By Sy Mukherjee
March 4, 2019

Happy Monday, readers. I hope you enjoyed your weekend.

Last week, some of Big Pharma’s most prominent CEOs faced a long-awaited Congressional grilling over drug prices. That conversation produced some surprising consensus on steps that may be taken to lower the crushing weight of drug costs borne by American consumers—alongside the usual finger-pointing to other players in the health care industry over who’s to blame.

But the slowly snowballing consensus that something has to be done to address this longstanding issue appears to have struck at least one drug giant. On Monday, Indianapolis-based Eli Lilly, a more than $130 billion market value company, announced that it would introduce a version of its best-selling type 1 diabetes insulin product, Humalog, at half of its current list price.

The company said a new “authorized generic” version of Humalog 100 will be sold at a 50% discount off of the current list price, or just under $140 per vial (an authorized generic is identical in every way to the original branded drug, other than the name and label).

“Patients, doctors and policymakers are demanding lower list prices for medicines and lower patient costs at the pharmacy counter. You might be surprised to hear that we agree—it’s time for change in our system and for consumer prices to come down,” said Eli Lilly CEO David Ricks in a statement announcing the cut.

That sounds nice. But how significant is the move in practicality given Lilly, and other insulin makers’, behavior over the past decades?
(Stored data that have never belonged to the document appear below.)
//! Client configuration
//!
//! [`ClientConfig`] is the validated form of the command line. Defaults are
//! the values the VC8 remote service expects.

use std::time::Duration;

use phosphor::DecayStep;
use protocol::{DisplayGeometry, Magnification};

use crate::error::ConfigError;

/// TCP port of the VC8 remote service.
pub const DEFAULT_PORT: u16 = 2222;

/// Display tick in milliseconds: one decay step and one present.
pub const DEFAULT_TICK_MS: u64 = 2;

/// [`DEFAULT_TICK_MS`] as a duration.
pub const DEFAULT_TICK_INTERVAL: Duration = Duration::from_millis(DEFAULT_TICK_MS);

/// Socket read timeout in milliseconds; bounds how long shutdown waits for
/// the decode thread.
pub const DEFAULT_READ_TIMEOUT_MS: u64 = 1000;

/// [`DEFAULT_READ_TIMEOUT_MS`] as a duration.
pub const DEFAULT_READ_TIMEOUT: Duration = Duration::from_millis(DEFAULT_READ_TIMEOUT_MS);

/// How often the status line is refreshed.
pub const STATUS_INTERVAL: Duration = Duration::from_secs(1);

/// Validated client settings.
#[derive(Debug, Clone, PartialEq, Eq)]
pub struct ClientConfig {
    /// Device host name or address.
    pub host: String,
    /// Device port.
    pub port: u16,
    /// Display grid.
    pub geometry: DisplayGeometry,
    /// Intensity lost per tick.
    pub decay: DecayStep,
    /// Time between display ticks.
    pub tick_interval: Duration,
    /// Read timeout on the device connection.
    pub read_timeout: Duration,
    /// Run without a window.
    pub headless: bool,
}

impl ClientConfig {
    /// Defaults for `host`.
    ///
    /// # Errors
    ///
    /// [`ConfigError::EmptyHost`] if `host` is blank.
    pub fn new(host: impl Into<String>) -> Result<Self, ConfigError> {
        let host = host.into();
        if host.trim().is_empty() {
            return Err(ConfigError::EmptyHost);
        }
        Ok(Self {
            host,
            port: DEFAULT_PORT,
            geometry: DisplayGeometry::default(),
            decay: DecayStep::default(),
            tick_interval: DEFAULT_TICK_INTERVAL,
            read_timeout: DEFAULT_READ_TIMEOUT,
            headless: false,
        })
    }

    /// Set the magnification (1 or 2).
    ///
    /// # Errors
    ///
    /// [`ConfigError::Geometry`] for any other factor.
    pub fn with_magnification(mut self, factor: u32) -> Result<Self, ConfigError> {
        self.geometry = DisplayGeometry::new(Magnification::new(factor)?);
        Ok(self)
    }

    /// Set the decay step.
    ///
    /// # Errors
    ///
    /// [`ConfigError::Decay`] for zero.
    pub fn with_decay(mut self, step: u8) -> Result<Self, ConfigError> {
        self.decay = DecayStep::new(step)?;
        Ok(self)
    }

    /// Set the display tick interval.
    ///
    /// # Errors
    ///
    /// [`ConfigError::ZeroTickInterval`] for a zero duration.
    pub fn with_tick_interval(mut self, interval: Duration) -> Result<Self, ConfigError> {
        if interval.is_zero() {
            return Err(ConfigError::ZeroTickInterval);
        }
        self.tick_interval = interval;
        Ok(self)
    }

    /// Set the read timeout.
    ///
    /// # Errors
    ///
    /// [`ConfigError::ZeroReadTimeout`] for a zero duration.
    pub fn with_read_timeout(mut self, timeout: Duration) -> Result<Self, ConfigError> {
        if timeout.is_zero() {
            return Err(ConfigError::ZeroReadTimeout);
        }
        self.read_timeout = timeout;
        Ok(self)
    }

    /// `host:port`, as shown in the status line.
    pub fn peer_label(&self) -> String {
        format!("{}:{}", self.host, self.port)
    }
}

#[cfg(test)]
#[allow(clippy::unwrap_used)]
mod tests {
    use super::*;

    #[test]
    fn defaults_match_service() {
        let config = ClientConfig::new("pdp8").unwrap();
        assert_eq!(config.port, 2222);
        assert_eq!(config.geometry.size(), 512);
        assert_eq!(config.decay.get(), 8);
        assert_eq!(config.tick_interval, Duration::from_millis(2));
        assert_eq!(config.read_timeout, Duration::from_secs(1));
        assert_eq!(config.peer_label(), "pdp8:2222");
    }

    #[test]
    fn rejects_bad_values() {
        assert_eq!(ClientConfig::new("  "), Err(ConfigError::EmptyHost));
        let config = ClientConfig::new("pdp8").unwrap();
        assert!(matches!(
            config.clone().with_magnification(3),
            Err(ConfigError::Geometry(_))
        ));
        assert!(matches!(config.clone().with_decay(0), Err(ConfigError::Decay(_))));
        assert_eq!(
            config.clone().with_read_timeout(Duration::ZERO),
            Err(ConfigError::ZeroReadTimeout)
        );
        assert_eq!(
            config.with_tick_interval(Duration::ZERO),
            Err(ConfigError::ZeroTickInterval)
        );
    }

    #[test]
    fn tick_interval_is_set() {
        let config = ClientConfig::new("pdp8")
            .unwrap()
            .with_tick_interval(Duration::from_millis(7))
            .unwrap();
        assert_eq!(config.tick_interval, Duration::from_millis(7));
    }

    #[test]
    fn large_display_doubles_size() {
        let config = ClientConfig::new("pdp8").unwrap().with_magnification(2).unwrap();
        assert_eq!(config.geometry.size(), 1024);
    }
}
As some critics have noted since Lilly’s move, the insulin space has seen massive list price increases over the years. Humalog has been on the scene since the mid-90s; one of its major competitors, Novo Nordisk’s NovoLog, was quick to follow. But while Humalog’s list price was closer to $20 when first introduced, it ballooned to about $300, as did NovoLog’s. Lilly’s and Novo’s price increases for the insulin often occurred in lock step, or just about the opposite of what you’d expect in a competitive market for a legacy product that’s still the same thing it was 20 years ago.

Lilly will also continue to sell its branded version of Humalog (again, this is the exact same treatment as the newly-discounted authorized generic) at its original, higher list price, meaning the reduction’s main beneficiaries will be uninsured people who bear the full brunt of the price. The benefit for insured patients and those who buy the original branded product will be modest at most (and potentially non-existent).

Still, others noted that the voluntary move by Lilly is, at the very least, a step in the right direction. And it’s a recognition that plenty of patients feeling the squeeze of these high list prices are starting to come onto Big Pharma’s radar.